Using advanced computer models to factor in deep-sea warming and other aspects of the carbon cycle that naturally creates and removes carbon dioxide (CO2), the scientists, from countries including the United States, Canada and Germany, are delivering a simple message: The world must bring carbon emissions down to near zero to keep temperatures from rising further.

[]

Schmittner, lead author of a Feb. 14 article in the journal Global Biogeochemical Cycles, said his modeling indicates that if global emissions continue on a "business as usual" path for the rest of the century, the Earth will warm by 7.2 degrees Fahrenheit by 2100. If emissions do not drop to zero until 2300, he calculated, the temperature rise at that point would be more than 15 degrees Fahrenheit.

Monday, December 17, 2007

'Carbon dioxide levels at 650,000-year high'

National Oceanic & Atmospheric Administration

WSJ (republished in Denver Post): Carbon dioxide levels at 650,000-year high

For a half century, sensors atop Mauna Loa on the island of Hawaii have captured the world-wide signature of increasing carbon dioxide in the atmosphere, due largely to burning coal, oil and natural gas. The carbon dioxide traps heat. For 50 years, these CO2 readings, known as the Keeling Curve, have been climbing steadily, setting and then breaking a new record every 12 months or so.

Global concentrations of CO2 in 2006, not surprisingly then, reached the highest level since the record-keeping began in 1958, the World Meteorological Organization recently announced in its annual greenhouse-gas bulletin. Based on samples from 40 countries, the level of carbon dioxide in the air reached 381.2 parts per million, up fractionally from 2005 — concentrations not seen in 650,000 years, scientists said.

This week, while diplomats from 180 countries argued over the cost of staving off predicted climate changes, the Mauna Loa readings started to approach even higher levels.

These annual measurements are the world's longest continuous record of CO2 concentrations and, plotted as data points in a rising arc, form one of the most important graphs in science.

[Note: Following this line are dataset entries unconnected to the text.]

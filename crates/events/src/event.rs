use serde::{Deserialize, Serialize};

use movies_core::MovieId;

/// Topic names are `movie-<kind>`.
pub const TOPIC_PREFIX: &str = "movie-";

/// An undecoded message as delivered by the broker.
#[derive(Debug, Clone, PartialEq, Eq)]
pub struct RawMessage {
    pub topic: String,
    pub key: Option<String>,
    /// UTF-8 JSON payload.
    pub value: Vec<u8>,
}

impl RawMessage {
    pub fn new(topic: impl Into<String>, value: impl Into<Vec<u8>>) -> Self {
        Self {
            topic: topic.into(),
            key: None,
            value: value.into(),
        }
    }

    pub fn with_key(mut self, key: impl Into<String>) -> Self {
        self.key = Some(key.into());
        self
    }
}

/// Lifecycle stage a movie event reports.
#[derive(Debug, Copy, Clone, PartialEq, Eq, Hash)]
pub enum EventKind {
    Created,
    Updated,
    Deleted,
}

impl EventKind {
    pub const ALL: [EventKind; 3] = [EventKind::Created, EventKind::Updated, EventKind::Deleted];

    /// Parse a topic of the form `movie-(created|updated|deleted)`.
    pub fn from_topic(topic: &str) -> Option<Self> {
        match topic.strip_prefix(TOPIC_PREFIX)? {
            "created" => Some(Self::Created),
            "updated" => Some(Self::Updated),
            "deleted" => Some(Self::Deleted),
            _ => None,
        }
    }

    pub fn topic(self) -> &'static str {
        match self {
            Self::Created => "movie-created",
            Self::Updated => "movie-updated",
            Self::Deleted => "movie-deleted",
        }
    }
}

impl core::fmt::Display for EventKind {
    fn fmt(&self, f: &mut core::fmt::Formatter<'_>) -> core::fmt::Result {
        f.write_str(self.topic())
    }
}

/// Message value: `{id, name, year}` at minimum; unknown fields are ignored.
#[derive(Debug, Clone, PartialEq, Serialize, Deserialize)]
pub struct MovieEventPayload {
    pub id: MovieId,
    pub name: String,
    pub year: i32,
    #[serde(default, skip_serializing_if = "Option::is_none")]
    pub rating: Option<f64>,
}

/// A decoded, typed movie event.
#[derive(Debug, Clone, PartialEq)]
pub struct MovieEvent {
    pub kind: EventKind,
    pub key: Option<String>,
    pub payload: MovieEventPayload,
}

impl MovieEvent {
    pub fn id(&self) -> MovieId {
        self.payload.id
    }
}

#[cfg(test)]
mod tests {
    use super::*;
    use proptest::prelude::*;

    #[test]
    fn canonical_topics_round_trip() {
        for kind in EventKind::ALL {
            assert_eq!(EventKind::from_topic(kind.topic()), Some(kind));
        }
    }

    #[test]
    fn rejects_near_misses() {
        let near_misses = [
            "movie-",
            "movie-Created",
            "movies-created",
            "movie-created ",
            "actor-created",
            "",
        ];
        for topic in near_misses {
            assert_eq!(EventKind::from_topic(topic), None, "{topic:?}");
        }
    }

    proptest! {
        #[test]
        fn only_the_three_canonical_topics_parse(topic in "[a-z-]{0,16}") {
            let canonical = EventKind::ALL.iter().any(|k| k.topic() == topic);
            prop_assert_eq!(EventKind::from_topic(&topic).is_some(), canonical);
        }
    }
}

By 1960, the data had provided the first clear evidence that carbon was accumulating in the atmosphere and implicated human activity. By inference, it also records how little has been done each year since to reduce greenhouse-gas emissions. "It is one of the iconic records of human influence on the planet," said atmospheric chemist Pieter Tans at the federal Earth Systems Research Laboratory in Boulder. "When you look at it, it is shocking how overwhelming the human influence has been on the atmosphere. It is the scientific basis for the whole anxiety we have about climate change caused by human beings." Climate scientists call the graph the Keeling Curve in tribute to a skeptical atmospheric chemist named Charles D. Keeling, who first began monitoring the pure air at two of Earth's most remote locations — Mauna Loa and the South Pole — in 1958. Oil then sold for $3 a barrel, a new fuel-efficient Ford Edsel promised 12 miles to the gallon, and no one thought the carbon released by burning fossil fuels, making cement or clearing land could have a measurable effect on Earth's climate.